Around half of all the parents surveyed who were raising a child with a partner said they think they and their co-parent are both equally good (54% of men, 53% of women).
But 34% of women felt they were better at parenting than their partner, while 32% of men said they considered their partner to be the better parent. The survey included both heterosexual and same-sex parents.
Only 6% of women felt their partners were better, and similarly, just 6% of men believe themselves a better parent than their partner.
The survey of 1,000 parents with kids under 18 found that anxiety is high among parents of both genders - over two thirds said they worry either “very often” or “often” about how well they are raising their children.
Yet the majority of both mums and dads actually consider themselves to be “good” parents.
Mums were more likely than dads to worry about how well they were parenting, and the more highly people rated their parenting skills, the less likely they were to worry.
Among self-reported “excellent” fathers, 56% worry very or quite frequently, compared to 60% of “excellent” mothers.

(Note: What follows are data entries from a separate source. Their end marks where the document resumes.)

//! Per-query orchestration: classify, select, retrieve, assemble, generate, validate.

use crate::assembler::assemble;
use crate::citations::{orphaned_markers, validate};
use crate::classifier::classify;
use crate::config::RetrievalSettings;
use crate::scorer::score;
use crate::selector::select;
use crate::sources::SourceRetriever;
use crate::synthesizer::AnswerSynthesizer;
use crate::types::{AnswerResult, Chunk, Query, RetrievalDiagnostics, SourceKind, SourceUsage};
use agentrag_core::{AppError, AppResult};
use futures::future::OptionFuture;
use std::sync::Arc;
use std::time::Duration;
use tokio::time::timeout;
use tracing::instrument;

/// Owns the collaborators and settings for answering queries.
///
/// Runs share no mutable state, so one orchestrator can serve concurrent
/// queries. Dropping an in-flight [`Orchestrator::answer_query`] future
/// abandons its pending retrievals.
pub struct Orchestrator {
    local: Option<Arc<dyn SourceRetriever>>,
    web: Option<Arc<dyn SourceRetriever>>,
    cloud: Option<Arc<dyn SourceRetriever>>,
    synthesizer: AnswerSynthesizer,
    settings: RetrievalSettings,
}

impl Orchestrator {
    /// An orchestrator with no sources; add them with the `with_*` builders.
    pub fn new(synthesizer: AnswerSynthesizer, settings: RetrievalSettings) -> Self {
        Self {
            local: None,
            web: None,
            cloud: None,
            synthesizer,
            settings,
        }
    }

    pub fn with_local(mut self, retriever: Arc<dyn SourceRetriever>) -> Self {
        self.local = Some(retriever);
        self
    }

    pub fn with_web(mut self, retriever: Arc<dyn SourceRetriever>) -> Self {
        self.web = Some(retriever);
        self
    }

    pub fn with_cloud(mut self, retriever: Arc<dyn SourceRetriever>) -> Self {
        self.cloud = Some(retriever);
        self
    }

    /// Configured sources with the collaborator behind each.
    pub fn sources(&self) -> Vec<(SourceKind, &str)> {
        SourceKind::ALL
            .into_iter()
            .filter_map(|kind| self.retriever(kind).map(|r| (kind, r.backend())))
            .collect()
    }

    fn retriever(&self, kind: SourceKind) -> Option<&Arc<dyn SourceRetriever>> {
        match kind {
            SourceKind::Local => self.local.as_ref(),
            SourceKind::Web => self.web.as_ref(),
            SourceKind::Cloud => self.cloud.as_ref(),
        }
    }

    fn limit(&self, kind: SourceKind) -> usize {
        let limits = &self.settings.limits;
        match kind {
            SourceKind::Local => limits.local,
            SourceKind::Web => limits.web,
            SourceKind::Cloud => limits.cloud,
        }
    }

    /// Answer a question with cited evidence from the selected sources.
    ///
    /// Source failures and timeouts are recovered: the source contributes no
    /// evidence and is listed in the diagnostics. The only failures surfaced
    /// are an empty question and generation failing on every attempt.
    pub async fn answer_query(&self, query: impl Into<Query>) -> AppResult<AnswerResult> {
        let query = query.into();
        self.run(&query).await
    }

    #[instrument(skip_all, fields(transcribed = query.is_transcribed()))]
    async fn run(&self, query: &Query) -> AppResult<AnswerResult> {
        let text = query.text().trim();
        if text.is_empty() {
            return Err(AppError::Other("Query text is empty".to_string()));
        }

        let classification = classify(text);
        let local_preview_score = self.local_preview_score(text).await;
        let selection = select(local_preview_score, &classification);

        tracing::info!(
            scope = %classification.scope,
            local_preview_score,
            rule = %selection.rule,
            "Planned retrieval"
        );

        let queried: Vec<SourceKind> = SourceKind::ALL
            .into_iter()
            .filter(|kind| selection.uses(*kind) && self.retriever(*kind).is_some())
            .collect();

        let fetch = |kind: SourceKind| -> OptionFuture<_> {
            queried
                .contains(&kind)
                .then(|| self.retrieve_from(kind, text))
                .into()
        };

        let (local, web, cloud) = tokio::join!(
            fetch(SourceKind::Local),
            fetch(SourceKind::Web),
            fetch(SourceKind::Cloud)
        );

        let mut candidates = SourceUsage::default();
        let mut failed = Vec::new();
        let mut chunks: Vec<Chunk> = Vec::new();

        for (kind, outcome) in [
            (SourceKind::Local, local),
            (SourceKind::Web, web),
            (SourceKind::Cloud, cloud),
        ] {
            match outcome {
                Some(Ok(found)) => {
                    tracing::info!(source = %kind, chunks = found.len(), "Retrieved candidates");
                    candidates.add(kind, found.len());
                    chunks.extend(found);
                }
                Some(Err(e)) => {
                    tracing::warn!(source = %kind, "Source contributed no evidence: {}", e);
                    failed.push(kind);
                }
                None => {}
            }
        }

        let all_sources_failed = !queried.is_empty() && failed.len() == queried.len();
        if all_sources_failed {
            tracing::warn!("All selected sources failed, answering without evidence");
        }

        let bundle = assemble(
            text,
            chunks,
            &selection.priority,
            &self.settings.thresholds,
            self.settings.context_budget,
        );

        let raw_answer = self
            .synthesizer
            .synthesize(text, &bundle, selection.rule)
            .await?;

        let mut result = validate(&raw_answer, &bundle, self.settings.snippet_chars);

        result.transcription = query.is_transcribed().then(|| query.text().to_string());
        result.diagnostics = Some(RetrievalDiagnostics {
            scope: classification.scope,
            local_preview_score,
            selection_rule: selection.rule,
            local_supplemental: selection.local_supplemental,
            queried,
            failed,
            all_sources_failed,
            candidates,
            accepted: bundle.counts(),
            orphaned_markers: orphaned_markers(&raw_answer, &bundle),
        });

        tracing::info!(
            citations = result.citations.len(),
            local = result.sources_used.local,
            web = result.sources_used.web,
            cloud = result.sources_used.cloud,
            "Answered query"
        );

        Ok(result)
    }

    /// Estimate how well the local index covers the question.
    ///
    /// Mean score of the preview hits that pass the local threshold; 0 when
    /// there is no local source, nothing relevant comes back or the preview fails.
    async fn local_preview_score(&self, text: &str) -> f32 {
        let Some(local) = &self.local else {
            return 0.0;
        };

        let sample = self.settings.preview_sample;
        let hits = match with_deadline(local.as_ref(), text, sample, self.deadline()).await {
            Ok(hits) => hits,
            Err(e) => {
                tracing::warn!("Local preview failed: {}", e);
                return 0.0;
            }
        };

        let threshold = self.settings.thresholds.local;
        let relevant: Vec<f32> = hits
            .iter()
            .map(|chunk| score(text, &chunk.scoring_text()))
            .filter(|s| *s >= threshold)
            .collect();

        if relevant.is_empty() {
            return 0.0;
        }

        relevant.iter().sum::<f32>() / relevant.len() as f32
    }

    async fn retrieve_from(&self, kind: SourceKind, text: &str) -> AppResult<Vec<Chunk>> {
        let retriever = self
            .retriever(kind)
            .ok_or_else(|| AppError::source_unavailable(kind.as_str(), "not configured"))?;

        with_deadline(retriever.as_ref(), text, self.limit(kind), self.deadline()).await
    }

    fn deadline(&self) -> Duration {
        self.settings.retriever_timeout()
    }
}

/// Run one retrieval under a deadline; an expired call is a source failure.
async fn with_deadline(
    retriever: &dyn SourceRetriever,
    text: &str,
    limit: usize,
    deadline: Duration,
) -> AppResult<Vec<Chunk>> {
    match timeout(deadline, retriever.retrieve(text, limit)).await {
        Ok(result) => result,
        Err(_) => Err(AppError::source_unavailable(
            retriever.kind().as_str(),
            format!("timed out after {}ms", deadline.as_millis()),
        )),
    }
}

Six in ten (58%) of all parents who consider their parenting to be “excellent” say they worry “very often” or “quite often” - a percentage that rises to to 71% among self-described “good” parents and 76% among those believing their child-rearing skills are “average”.
The majority of mums and dads (55%) consider themselves to be “good” parents. One in eight (13%) go even further, calling themselves “excellent” parents, while a quarter (26%) feel that they are only “average” parents.
Ben Glanville, Head of YouGov Omnibus UK said: “Our data confirms how fretful parents can be when it comes to how they are raising their children.
“Generally, it is positive situation, with the majority of mums and dads rating themselves as good parents.
“A notable part of the study is the number of fathers that say their partner is the ‘better’ parent, and the percentage of mothers that say that they themselves are.”